ABOUT THIS TASK — Reproduce each line of the material exactly as it reads.

%%

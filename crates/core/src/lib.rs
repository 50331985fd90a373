//! `larder-core`: foundation building blocks shared by every larder crate.
//!
//! This crate contains **pure domain** primitives (no storage, no UI concerns).

pub mod config;
pub mod entity;
pub mod error;
pub mod id;
pub mod money;
pub mod value_object;

pub use config::EngineConfig;
pub use entity::Entity;
pub use error::{DomainError, DomainResult};
pub use id::{ItemId, RecordId};
pub use money::Money;
pub use value_object::ValueObject;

%%

ANSWER TO THIS TASK —
filename crates/core/src/lib.rs
repository 50331985fd90a373
//! `larder-core`: foundation building blocks shared by every larder crate.
//!
//! This crate contains **pure domain** primitives (no storage, no UI concerns).

pub mod config;
pub mod entity;
pub mod error;
pub mod id;
pub mod money;
pub mod value_object;

pub use config::EngineConfig;
pub use entity::Entity;
pub use error::{DomainError, DomainResult};
pub use id::{ItemId, RecordId};
pub use money::Money;
pub use value_object::ValueObject;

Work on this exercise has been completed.